Спекуляции, связанные с авторством Шекспира, – результат непонимания спонтанности человеческого гения, возникающего единственно по закону Божественного Промысла. Гений – это мирообъемлющий ум, определяемый не происхождением или образованием, а единственно судьбой. Аристократизм, воспитание, эрудиция вторичны – первично избранничество, вестничество, уста Бога. Гениальность самодостаточна: если она есть, приложится все остальное, нет ее – ничто не поможет.
Каковы причины не преодоленного по сей день "поиска автора"? Их множество, и сам предмет бесчисленных мистификаций достоин обстоятельного психоаналитического, социологического, культурологического и иного исследования. Если снять самый поверхностный слой человеческой психики падкость на сенсацию, связанную с уничтожением гения, то за ним открываются пласты и пласты, уходящие в самую сердцевину художественного творчества. Почему объектом сенсации стал Шекспир? Каков принцип возникновения антишекспировских гипотез? Почему они появились именно в середине XIX века?
Шекспир стал жертвой романтического "культа героя", превращавшего гения в некоего сверхчеловека с титаническими порывами, страстями, высоко возвышающегося над людьми. Драмы Шекспира изобиловали грандиозным разгулом демонизма, бестиальности, трагического величия, гигантских взлетов и падений – всего, что нельзя было сыскать в жизни "актеришки" и "дворняги". Грандиозная стихия фантазии поэта находилась в вопиющем противоречии с будничным существованием лицедея.

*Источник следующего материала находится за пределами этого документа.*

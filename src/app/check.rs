//! Diagnostic checks for `satwatch check`.
//!
//! Probes each configured collaborator once and reports the results;
//! returns whether everything essential passed so the CLI can set its
//! exit code.

use owo_colors::OwoColorize;

use crate::adapter::lnbits::LnbitsClient;
use crate::adapter::worldtime::WorldTimeClient;
use crate::config::Config;
use crate::port::{RateSource, TimeSource, WalletBackend};

fn pass(what: &str, detail: &str) {
    println!("{} {what}: {detail}", "✓".green());
}

fn fail(what: &str, detail: &str) {
    println!("{} {what}: {detail}", "✗".red());
}

fn skip(what: &str, detail: &str) {
    println!("{} {what}: {detail}", "-".dimmed());
}

/// Run all diagnostics. Returns `true` when the essential checks (backend
/// reachability and, if configured, the rate endpoint) pass; time sync is
/// advisory since the daemon degrades gracefully without it.
pub async fn run_checks(config: &Config) -> bool {
    pass("configuration", "valid");

    let client = LnbitsClient::from_config(config);
    let mut ok = true;

    match client.fetch_balance().await {
        Ok(sats) => pass(
            "backend",
            &format!("reachable, balance {} sats (pre-bias)", sats),
        ),
        Err(err) => {
            fail("backend", &err.to_string());
            ok = false;
        }
    }

    match config.fiat.currency.as_deref() {
        Some(currency) => match client.fetch_rate(currency).await {
            Ok(rate) => pass("exchange rate", &format!("1 BTC = {} {currency}", rate.rate)),
            Err(err) => {
                fail("exchange rate", &err.to_string());
                ok = false;
            }
        },
        None => skip("exchange rate", "no fiat currency configured"),
    }

    match WorldTimeClient::from_config(config) {
        Some(time_client) => match time_client.fetch_now().await {
            Ok(now) => pass("time server", &format!("reports {now}")),
            Err(err) => fail("time server", &format!("{err} (daemon falls back to local clock)")),
        },
        None => skip("time server", "no timezone configured"),
    }

    ok
}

Спекуляции на авторстве начались с анекдота из пьесы малоизвестного Джеймса Таунли "Великосветская жизнь под лестницей", в которой героиня вопрошает: "А кто написал Шекспира?", на что другая отвечает: "Шекспира написал мистер Конец (Finish), я сама видела это имя в конце книги".
До середины XIX века никому в голову не приходило ставить под сомнение авторство Шекспира. Лед тронулся в 1848 году, когда в книге Джозефа Харта "Романтика плавания на яхте" среди нагромождений болтовни проговорено, что Шекспир присвоил себе авторство пьес, по дешевке купленных труппой у разных драматургов.
Апологеты культа героя не могли увязать художественную мощь, философию, этику, политику, которыми насыщены пьесы Шекспира с жизнью и образованием "человека из провинции". Показательно, что сомнения в авторстве Шекспира, высказанные Делией Бэкон в книге "Раскрытие философии пьес Шекспира", связаны с метафизической близостью Шекспира и Фрэнсиса Бэкона, общественное положение и философия которого делали его гораздо более достойным претендентом на место Шекспира.